ASSIGNMENT
In the entries below, how many lines include "return"? Reply with the number and nothing more.

THE INPUT section start

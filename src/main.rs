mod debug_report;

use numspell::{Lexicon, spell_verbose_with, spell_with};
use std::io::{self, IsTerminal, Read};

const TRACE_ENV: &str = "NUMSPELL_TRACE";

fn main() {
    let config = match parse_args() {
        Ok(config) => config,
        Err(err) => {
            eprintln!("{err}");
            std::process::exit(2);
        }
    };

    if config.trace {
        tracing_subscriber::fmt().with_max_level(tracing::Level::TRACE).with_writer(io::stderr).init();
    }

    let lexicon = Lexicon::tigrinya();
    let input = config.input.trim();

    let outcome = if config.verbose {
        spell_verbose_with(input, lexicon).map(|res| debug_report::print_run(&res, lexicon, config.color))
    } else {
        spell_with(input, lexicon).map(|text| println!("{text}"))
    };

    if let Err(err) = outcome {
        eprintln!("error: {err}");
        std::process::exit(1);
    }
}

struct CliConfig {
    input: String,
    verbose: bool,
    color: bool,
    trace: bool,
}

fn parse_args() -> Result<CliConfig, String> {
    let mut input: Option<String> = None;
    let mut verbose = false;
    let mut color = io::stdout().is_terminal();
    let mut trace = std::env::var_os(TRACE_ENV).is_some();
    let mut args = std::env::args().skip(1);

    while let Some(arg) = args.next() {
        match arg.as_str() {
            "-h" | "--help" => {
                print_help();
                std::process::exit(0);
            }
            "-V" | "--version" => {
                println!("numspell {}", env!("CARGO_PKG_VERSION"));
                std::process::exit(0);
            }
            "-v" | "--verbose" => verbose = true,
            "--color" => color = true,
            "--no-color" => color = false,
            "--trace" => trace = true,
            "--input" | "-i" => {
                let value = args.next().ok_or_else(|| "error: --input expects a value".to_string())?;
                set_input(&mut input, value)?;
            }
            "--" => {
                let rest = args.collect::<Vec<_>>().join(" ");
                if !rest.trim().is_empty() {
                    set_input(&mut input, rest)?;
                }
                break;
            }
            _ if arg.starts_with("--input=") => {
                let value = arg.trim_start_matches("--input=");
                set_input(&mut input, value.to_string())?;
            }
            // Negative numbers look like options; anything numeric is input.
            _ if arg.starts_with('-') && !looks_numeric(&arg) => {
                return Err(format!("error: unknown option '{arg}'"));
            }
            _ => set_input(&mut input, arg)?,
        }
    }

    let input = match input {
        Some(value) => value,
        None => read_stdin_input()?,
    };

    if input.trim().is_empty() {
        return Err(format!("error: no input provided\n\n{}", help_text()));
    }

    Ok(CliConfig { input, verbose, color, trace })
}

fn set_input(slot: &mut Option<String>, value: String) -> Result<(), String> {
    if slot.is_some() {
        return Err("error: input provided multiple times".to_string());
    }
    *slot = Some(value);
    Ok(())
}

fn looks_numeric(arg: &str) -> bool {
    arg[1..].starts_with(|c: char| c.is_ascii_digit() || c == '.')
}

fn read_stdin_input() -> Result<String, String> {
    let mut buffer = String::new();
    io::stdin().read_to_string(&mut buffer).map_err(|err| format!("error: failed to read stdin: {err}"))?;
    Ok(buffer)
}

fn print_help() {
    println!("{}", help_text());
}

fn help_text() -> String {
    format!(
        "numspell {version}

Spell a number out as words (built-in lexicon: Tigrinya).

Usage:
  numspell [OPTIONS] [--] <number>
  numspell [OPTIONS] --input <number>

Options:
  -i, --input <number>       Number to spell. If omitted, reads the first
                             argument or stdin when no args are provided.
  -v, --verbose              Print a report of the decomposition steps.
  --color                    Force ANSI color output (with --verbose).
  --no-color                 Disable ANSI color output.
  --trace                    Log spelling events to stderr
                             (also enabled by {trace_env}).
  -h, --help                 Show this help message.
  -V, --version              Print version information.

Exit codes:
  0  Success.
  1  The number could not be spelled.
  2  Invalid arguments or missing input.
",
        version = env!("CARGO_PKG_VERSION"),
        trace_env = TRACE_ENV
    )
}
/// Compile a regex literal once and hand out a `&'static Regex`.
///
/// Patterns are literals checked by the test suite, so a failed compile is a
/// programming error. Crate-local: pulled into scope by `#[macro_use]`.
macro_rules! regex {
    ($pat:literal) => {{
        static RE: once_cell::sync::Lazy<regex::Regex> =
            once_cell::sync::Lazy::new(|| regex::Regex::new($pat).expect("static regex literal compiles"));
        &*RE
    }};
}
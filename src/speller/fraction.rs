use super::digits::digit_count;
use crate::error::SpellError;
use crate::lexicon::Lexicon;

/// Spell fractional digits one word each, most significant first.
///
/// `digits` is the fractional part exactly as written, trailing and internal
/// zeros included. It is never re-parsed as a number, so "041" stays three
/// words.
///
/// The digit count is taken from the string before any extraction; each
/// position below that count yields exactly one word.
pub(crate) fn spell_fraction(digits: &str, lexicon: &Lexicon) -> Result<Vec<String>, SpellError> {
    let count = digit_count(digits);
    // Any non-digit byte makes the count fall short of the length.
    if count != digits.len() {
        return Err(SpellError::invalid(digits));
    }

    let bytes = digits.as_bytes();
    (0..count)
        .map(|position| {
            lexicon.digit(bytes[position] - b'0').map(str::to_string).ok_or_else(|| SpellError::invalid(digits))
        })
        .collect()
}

THE INPUT section end

ANSWER FOR THE TASK
4